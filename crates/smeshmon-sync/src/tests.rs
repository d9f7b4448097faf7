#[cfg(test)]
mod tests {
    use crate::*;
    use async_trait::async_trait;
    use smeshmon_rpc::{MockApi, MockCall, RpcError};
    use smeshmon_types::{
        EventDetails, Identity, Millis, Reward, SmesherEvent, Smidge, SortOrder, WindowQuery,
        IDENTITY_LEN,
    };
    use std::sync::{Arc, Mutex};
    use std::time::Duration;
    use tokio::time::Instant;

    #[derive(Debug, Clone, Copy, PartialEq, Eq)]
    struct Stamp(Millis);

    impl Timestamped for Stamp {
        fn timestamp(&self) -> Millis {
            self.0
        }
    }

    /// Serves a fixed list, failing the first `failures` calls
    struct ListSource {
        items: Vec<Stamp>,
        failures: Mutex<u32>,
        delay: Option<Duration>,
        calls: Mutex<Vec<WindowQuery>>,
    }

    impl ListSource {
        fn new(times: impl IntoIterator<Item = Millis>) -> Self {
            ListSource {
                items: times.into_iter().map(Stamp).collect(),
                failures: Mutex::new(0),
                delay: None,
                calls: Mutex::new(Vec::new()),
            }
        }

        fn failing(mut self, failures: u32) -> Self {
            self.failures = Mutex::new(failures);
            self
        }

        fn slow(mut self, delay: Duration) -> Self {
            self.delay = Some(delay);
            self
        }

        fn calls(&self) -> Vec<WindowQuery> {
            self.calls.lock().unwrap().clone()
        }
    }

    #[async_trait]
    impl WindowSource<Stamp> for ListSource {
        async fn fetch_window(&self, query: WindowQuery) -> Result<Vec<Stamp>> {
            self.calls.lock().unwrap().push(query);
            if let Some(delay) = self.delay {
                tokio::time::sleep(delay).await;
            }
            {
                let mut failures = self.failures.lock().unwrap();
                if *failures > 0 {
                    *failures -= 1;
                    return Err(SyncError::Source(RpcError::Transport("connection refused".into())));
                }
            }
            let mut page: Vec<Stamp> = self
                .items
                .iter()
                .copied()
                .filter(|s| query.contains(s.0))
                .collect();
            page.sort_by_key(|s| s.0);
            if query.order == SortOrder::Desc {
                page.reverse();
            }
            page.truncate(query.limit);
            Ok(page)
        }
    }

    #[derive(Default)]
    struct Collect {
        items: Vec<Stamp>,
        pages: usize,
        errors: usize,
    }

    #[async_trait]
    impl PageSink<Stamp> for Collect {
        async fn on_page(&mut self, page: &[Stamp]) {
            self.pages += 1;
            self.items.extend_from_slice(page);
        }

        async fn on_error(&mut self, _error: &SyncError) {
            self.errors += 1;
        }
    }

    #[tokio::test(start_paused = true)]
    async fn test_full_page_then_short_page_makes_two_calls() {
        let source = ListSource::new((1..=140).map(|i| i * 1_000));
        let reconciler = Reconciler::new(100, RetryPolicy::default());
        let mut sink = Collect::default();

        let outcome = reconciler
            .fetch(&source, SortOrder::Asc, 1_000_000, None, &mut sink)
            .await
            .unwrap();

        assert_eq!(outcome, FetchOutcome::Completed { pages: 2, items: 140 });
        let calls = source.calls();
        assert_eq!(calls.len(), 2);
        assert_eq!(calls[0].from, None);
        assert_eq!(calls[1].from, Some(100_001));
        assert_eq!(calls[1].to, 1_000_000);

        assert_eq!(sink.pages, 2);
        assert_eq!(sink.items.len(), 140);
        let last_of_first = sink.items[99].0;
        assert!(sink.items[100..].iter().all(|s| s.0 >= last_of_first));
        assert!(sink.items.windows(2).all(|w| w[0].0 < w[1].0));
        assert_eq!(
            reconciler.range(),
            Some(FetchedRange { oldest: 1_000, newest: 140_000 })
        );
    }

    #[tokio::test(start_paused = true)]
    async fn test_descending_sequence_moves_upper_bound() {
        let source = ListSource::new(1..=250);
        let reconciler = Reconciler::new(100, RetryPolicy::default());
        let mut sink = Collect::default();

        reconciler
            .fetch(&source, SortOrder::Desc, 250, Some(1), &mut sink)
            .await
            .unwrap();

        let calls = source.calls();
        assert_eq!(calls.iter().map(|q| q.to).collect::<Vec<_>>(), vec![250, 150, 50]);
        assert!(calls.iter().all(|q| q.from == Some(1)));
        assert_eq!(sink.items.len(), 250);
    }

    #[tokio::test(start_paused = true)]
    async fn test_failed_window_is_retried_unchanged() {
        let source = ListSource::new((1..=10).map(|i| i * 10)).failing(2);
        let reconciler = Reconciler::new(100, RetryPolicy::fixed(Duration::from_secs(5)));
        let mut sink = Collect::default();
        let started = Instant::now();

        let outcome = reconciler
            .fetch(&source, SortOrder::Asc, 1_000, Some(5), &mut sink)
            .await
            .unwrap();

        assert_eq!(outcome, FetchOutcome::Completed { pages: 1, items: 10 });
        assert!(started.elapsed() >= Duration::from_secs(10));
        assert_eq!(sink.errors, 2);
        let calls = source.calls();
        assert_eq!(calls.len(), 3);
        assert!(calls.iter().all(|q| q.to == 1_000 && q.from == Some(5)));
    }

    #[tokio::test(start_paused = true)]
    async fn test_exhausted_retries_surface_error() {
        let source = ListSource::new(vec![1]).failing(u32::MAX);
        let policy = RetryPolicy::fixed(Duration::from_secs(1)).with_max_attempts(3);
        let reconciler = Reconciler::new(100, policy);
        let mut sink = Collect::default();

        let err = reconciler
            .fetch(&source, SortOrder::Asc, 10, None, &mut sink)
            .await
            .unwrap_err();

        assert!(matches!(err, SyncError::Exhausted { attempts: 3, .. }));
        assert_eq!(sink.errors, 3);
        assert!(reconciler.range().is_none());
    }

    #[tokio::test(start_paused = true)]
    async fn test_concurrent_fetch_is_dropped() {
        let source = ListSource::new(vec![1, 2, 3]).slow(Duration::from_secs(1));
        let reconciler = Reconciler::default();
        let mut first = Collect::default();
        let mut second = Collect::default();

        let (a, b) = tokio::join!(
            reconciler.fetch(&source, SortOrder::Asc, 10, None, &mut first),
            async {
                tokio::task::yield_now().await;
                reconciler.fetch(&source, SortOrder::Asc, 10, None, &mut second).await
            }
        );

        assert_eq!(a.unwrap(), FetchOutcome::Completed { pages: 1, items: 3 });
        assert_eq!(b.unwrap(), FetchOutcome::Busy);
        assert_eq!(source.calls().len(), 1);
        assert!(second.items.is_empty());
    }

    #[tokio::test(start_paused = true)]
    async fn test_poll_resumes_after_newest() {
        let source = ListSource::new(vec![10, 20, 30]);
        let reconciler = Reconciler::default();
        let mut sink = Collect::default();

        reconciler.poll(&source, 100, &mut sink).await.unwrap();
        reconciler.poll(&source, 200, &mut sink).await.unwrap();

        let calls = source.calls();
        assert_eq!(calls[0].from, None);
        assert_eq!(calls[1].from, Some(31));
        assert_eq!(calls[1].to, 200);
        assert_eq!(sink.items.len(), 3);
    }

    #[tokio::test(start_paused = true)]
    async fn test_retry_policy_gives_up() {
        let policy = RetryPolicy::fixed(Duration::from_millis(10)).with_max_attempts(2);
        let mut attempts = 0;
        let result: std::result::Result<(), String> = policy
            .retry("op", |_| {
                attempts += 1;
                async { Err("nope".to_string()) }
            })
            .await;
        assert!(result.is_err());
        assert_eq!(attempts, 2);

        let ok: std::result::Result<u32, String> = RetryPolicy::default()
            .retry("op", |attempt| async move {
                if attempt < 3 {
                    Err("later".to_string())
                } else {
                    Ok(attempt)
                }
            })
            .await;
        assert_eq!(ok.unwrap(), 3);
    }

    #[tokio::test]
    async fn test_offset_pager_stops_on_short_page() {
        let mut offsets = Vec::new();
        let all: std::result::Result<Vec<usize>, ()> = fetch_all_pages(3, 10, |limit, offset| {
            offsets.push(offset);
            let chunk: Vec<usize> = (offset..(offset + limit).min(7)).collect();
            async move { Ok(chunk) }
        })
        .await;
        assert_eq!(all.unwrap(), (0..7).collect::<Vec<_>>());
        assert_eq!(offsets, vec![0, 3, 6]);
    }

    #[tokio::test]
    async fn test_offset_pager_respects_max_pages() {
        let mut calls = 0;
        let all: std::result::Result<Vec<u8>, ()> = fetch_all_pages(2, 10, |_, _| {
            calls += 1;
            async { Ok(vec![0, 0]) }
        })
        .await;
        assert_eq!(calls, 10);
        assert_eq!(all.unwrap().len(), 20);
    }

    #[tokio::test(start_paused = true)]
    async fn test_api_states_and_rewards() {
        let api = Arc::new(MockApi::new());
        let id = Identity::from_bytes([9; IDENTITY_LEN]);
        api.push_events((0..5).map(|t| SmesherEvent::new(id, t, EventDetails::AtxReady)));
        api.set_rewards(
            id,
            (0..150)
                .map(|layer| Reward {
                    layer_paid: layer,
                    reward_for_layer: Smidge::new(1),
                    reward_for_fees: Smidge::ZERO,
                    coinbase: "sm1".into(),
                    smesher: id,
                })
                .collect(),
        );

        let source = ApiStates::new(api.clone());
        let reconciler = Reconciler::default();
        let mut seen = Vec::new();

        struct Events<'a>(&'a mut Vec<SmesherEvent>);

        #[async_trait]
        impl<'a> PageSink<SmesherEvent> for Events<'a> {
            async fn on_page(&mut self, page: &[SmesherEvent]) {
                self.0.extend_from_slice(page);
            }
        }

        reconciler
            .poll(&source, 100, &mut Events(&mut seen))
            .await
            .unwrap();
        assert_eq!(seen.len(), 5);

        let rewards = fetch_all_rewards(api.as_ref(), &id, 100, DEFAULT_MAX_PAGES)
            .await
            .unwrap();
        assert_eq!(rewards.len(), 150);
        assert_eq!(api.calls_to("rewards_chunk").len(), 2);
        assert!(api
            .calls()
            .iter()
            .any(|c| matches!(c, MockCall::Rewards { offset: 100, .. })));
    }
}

(WORK TO COMPLETE): Each line that holds the word "limit" should be extracted from the records.

(TASK OUTPUT):
            page.truncate(query.limit);
        let all: std::result::Result<Vec<usize>, ()> = fetch_all_pages(3, 10, |limit, offset| {
            let chunk: Vec<usize> = (offset..(offset + limit).min(7)).collect();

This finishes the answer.